The significance of a medical problem is not always measured by how complicated the problem is, how expensive it is to diagnosis, how difficult it is to treat, or how expensive it is to treat. If a swimmer swims into a cave and cannot manage to make it back to the surface to breathe, he will die. Such a problem is not complicated or difficult to understand. It is not difficult to diagnose, or prevent; but, nevertheless, the problem can certainly have a tremendous impact on a swimmer. Likewise, Wilson’s Temperature Syndrome is not complicated and it can be easily and inexpensively diagnosed and treated, yet it can have tremendous impact on a person’s life and on a society. The significance of Wilson’s Temperature Syndrome lies in the fact that it is

1. Extremely common
2. Debilitating
3. Easily treated
4. Reversible

It is my feeling that Wilson’s Temperature Syndrome takes a greater toll on our society as a whole, in terms of productivity in the work place, progress in industry, harmony in families, harmony in communities, performance in school, and overall quality of life than any other medical condition, even heart disease, cancer, and AIDS. This is primarily because of how many more people are affected by Wilson’s Temperature Syndrome than there are by heart disease, cancer, and AIDS; and also because it is currently going unrecognized and untreated.

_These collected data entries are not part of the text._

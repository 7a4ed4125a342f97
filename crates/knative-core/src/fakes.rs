//! In-memory transport for tests and local wiring.
//!
//! Listeners are keyed by `(host, port, path)`. A consumer whose physical URI
//! carries a `filter.<header>=<value>` parameter only receives messages whose
//! header matches, so several logical consumers can share one listener.
//! Stopping an endpoint unregisters every consumer it handed out.

use std::collections::HashMap;
use std::sync::atomic::{AtomicBool, AtomicU64, AtomicUsize, Ordering};
use std::sync::{Arc, Mutex};

use async_trait::async_trait;
use knative_env::PhysicalUri;
use tracing::debug;

use crate::error::{KnativeError, KnativeResult};
use crate::message::Message;
use crate::processor::Processor;
use crate::transport::{Consumer, PhysicalEndpoint, Transport};

type ListenerKey = (String, u16, String);
type Registrations = Arc<Mutex<Vec<u64>>>;

struct Registration {
    id: u64,
    filter: Option<(String, String)>,
    processor: Arc<dyn Processor>,
}

impl Registration {
    fn accepts(&self, message: &Message) -> bool {
        match &self.filter {
            Some((name, value)) => message.header(name) == Some(value.as_str()),
            None => true,
        }
    }
}

#[derive(Default)]
struct Hub {
    listeners: Mutex<HashMap<ListenerKey, Vec<Registration>>>,
    next_id: AtomicU64,
    started: AtomicUsize,
}

impl Hub {
    fn register(
        &self,
        key: ListenerKey,
        filter: Option<(String, String)>,
        processor: Arc<dyn Processor>,
    ) -> u64 {
        let id = self.next_id.fetch_add(1, Ordering::Relaxed);
        let mut listeners = self.listeners.lock().unwrap_or_else(|e| e.into_inner());
        listeners.entry(key).or_default().push(Registration {
            id,
            filter,
            processor,
        });
        id
    }

    fn unregister(&self, key: &ListenerKey, id: u64) {
        let mut listeners = self.listeners.lock().unwrap_or_else(|e| e.into_inner());
        if let Some(regs) = listeners.get_mut(key) {
            regs.retain(|r| r.id != id);
            if regs.is_empty() {
                listeners.remove(key);
            }
        }
    }

    fn route(&self, key: &ListenerKey, message: &Message) -> Option<Arc<dyn Processor>> {
        let listeners = self.listeners.lock().unwrap_or_else(|e| e.into_inner());
        listeners
            .get(key)?
            .iter()
            .find(|r| r.accepts(message))
            .map(|r| Arc::clone(&r.processor))
    }

    fn consumers(&self, key: &ListenerKey) -> usize {
        let listeners = self.listeners.lock().unwrap_or_else(|e| e.into_inner());
        listeners.get(key).map_or(0, Vec::len)
    }
}

/// Shared in-process transport. Clones share the same listeners.
#[derive(Clone, Default)]
pub struct MemoryTransport {
    hub: Arc<Hub>,
}

impl MemoryTransport {
    pub fn new() -> Self {
        Self::default()
    }

    /// Number of started consumers listening on `uri`'s `(host, port, path)`.
    pub fn consumer_count(&self, uri: &PhysicalUri) -> usize {
        self.hub.consumers(&uri.listener_key())
    }

    /// Number of physical endpoints currently started.
    pub fn started_endpoints(&self) -> usize {
        self.hub.started.load(Ordering::SeqCst)
    }
}

impl Transport for MemoryTransport {
    fn endpoint(&self, uri: &PhysicalUri) -> KnativeResult<Arc<dyn PhysicalEndpoint>> {
        Ok(Arc::new(MemoryEndpoint {
            hub: Arc::clone(&self.hub),
            uri: uri.clone(),
            started: Arc::new(AtomicBool::new(false)),
            registrations: Registrations::default(),
        }))
    }
}

struct MemoryEndpoint {
    hub: Arc<Hub>,
    uri: PhysicalUri,
    started: Arc<AtomicBool>,
    registrations: Registrations,
}

#[async_trait]
impl PhysicalEndpoint for MemoryEndpoint {
    fn uri(&self) -> &PhysicalUri {
        &self.uri
    }

    async fn start(&self) -> KnativeResult<()> {
        if !self.started.swap(true, Ordering::SeqCst) {
            self.hub.started.fetch_add(1, Ordering::SeqCst);
            debug!(physical = %self.uri, "memory endpoint started");
        }
        Ok(())
    }

    async fn stop(&self) -> KnativeResult<()> {
        let released: Vec<u64> = {
            let mut registrations = self.registrations.lock().unwrap_or_else(|e| e.into_inner());
            registrations.drain(..).collect()
        };
        let key = self.uri.listener_key();
        for id in &released {
            self.hub.unregister(&key, *id);
        }
        if self.started.swap(false, Ordering::SeqCst) {
            self.hub.started.fetch_sub(1, Ordering::SeqCst);
            debug!(physical = %self.uri, consumers = released.len(), "memory endpoint stopped");
        }
        Ok(())
    }

    fn create_producer(&self) -> KnativeResult<Arc<dyn Processor>> {
        Ok(Arc::new(MemoryProducer {
            hub: Arc::clone(&self.hub),
            uri: self.uri.clone(),
            started: Arc::clone(&self.started),
        }))
    }

    fn create_consumer(&self, processor: Arc<dyn Processor>) -> KnativeResult<Box<dyn Consumer>> {
        Ok(Box::new(MemoryConsumer {
            hub: Arc::clone(&self.hub),
            key: self.uri.listener_key(),
            filter: self
                .uri
                .filter()
                .map(|(n, v)| (n.to_string(), v.to_string())),
            processor,
            started: Arc::clone(&self.started),
            registrations: Arc::clone(&self.registrations),
            registration: Mutex::new(None),
        }))
    }
}

struct MemoryProducer {
    hub: Arc<Hub>,
    uri: PhysicalUri,
    started: Arc<AtomicBool>,
}

#[async_trait]
impl Processor for MemoryProducer {
    async fn process(&self, message: Message) -> KnativeResult<Message> {
        if !self.started.load(Ordering::SeqCst) {
            return Err(KnativeError::Transport(format!(
                "endpoint {} is not started",
                self.uri
            )));
        }
        let target = self
            .hub
            .route(&self.uri.listener_key(), &message)
            .ok_or_else(|| {
                KnativeError::Transport(format!("no consumer accepts the message at {}", self.uri))
            })?;
        target.process(message).await
    }
}

struct MemoryConsumer {
    hub: Arc<Hub>,
    key: ListenerKey,
    filter: Option<(String, String)>,
    processor: Arc<dyn Processor>,
    started: Arc<AtomicBool>,
    registrations: Registrations,
    registration: Mutex<Option<u64>>,
}

#[async_trait]
impl Consumer for MemoryConsumer {
    async fn start(&self) -> KnativeResult<()> {
        if !self.started.load(Ordering::SeqCst) {
            return Err(KnativeError::Transport(format!(
                "endpoint {}:{}{} is not started",
                self.key.0, self.key.1, self.key.2
            )));
        }
        let mut registration = self.registration.lock().unwrap_or_else(|e| e.into_inner());
        let mut registrations = self.registrations.lock().unwrap_or_else(|e| e.into_inner());
        // A stop of the owning endpoint drops the id from the shared list.
        let live = registration.is_some_and(|id| registrations.contains(&id));
        if !live {
            let id = self
                .hub
                .register(self.key.clone(), self.filter.clone(), Arc::clone(&self.processor));
            registrations.push(id);
            *registration = Some(id);
        }
        Ok(())
    }

    async fn stop(&self) -> KnativeResult<()> {
        let mut registration = self.registration.lock().unwrap_or_else(|e| e.into_inner());
        if let Some(id) = registration.take() {
            let mut registrations = self.registrations.lock().unwrap_or_else(|e| e.into_inner());
            registrations.retain(|r| *r != id);
            self.hub.unregister(&self.key, id);
        }
        Ok(())
    }
}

Although recognition and treatment of Wilson’s Temperature Syndrome is very simple, it is also very significant. Although it may be difficult to imagine at first, there is a very good physiological reason why Wilson’s Temperature Syndrome can affect so many things (body temperature affects all body function) and have such far-reaching effects. An effort has been made with this book to help the reader begin to see just how far-reaching those effects can be.

The ramifications of Wilson’ Syndrome can be as wide-ranging and as far-reaching as those seen in any medical specialty. The problems and symptoms present in this book are most similar to the problems and symptoms seen by primary care doctors (general practitioners and family doctors). Considering that the practitioner should be continually mindful of this significant condition’s many varied ramifications (directly and in relation to other medical problems and treatments), the management of this one condition and its ramifications could represent a field of practice in and of itself. Because Wilson’s Temperature Syndrome is so prevalent, and because it can cause and interface with so many medical problems, a doctor could easily devote all of his time to this one area of medicine (as I do).

Considering Wilson’s Temperature Syndrome derives its importance from its effect on the metabolism, this field of medicine could be called metabology (would that make us metabologists?).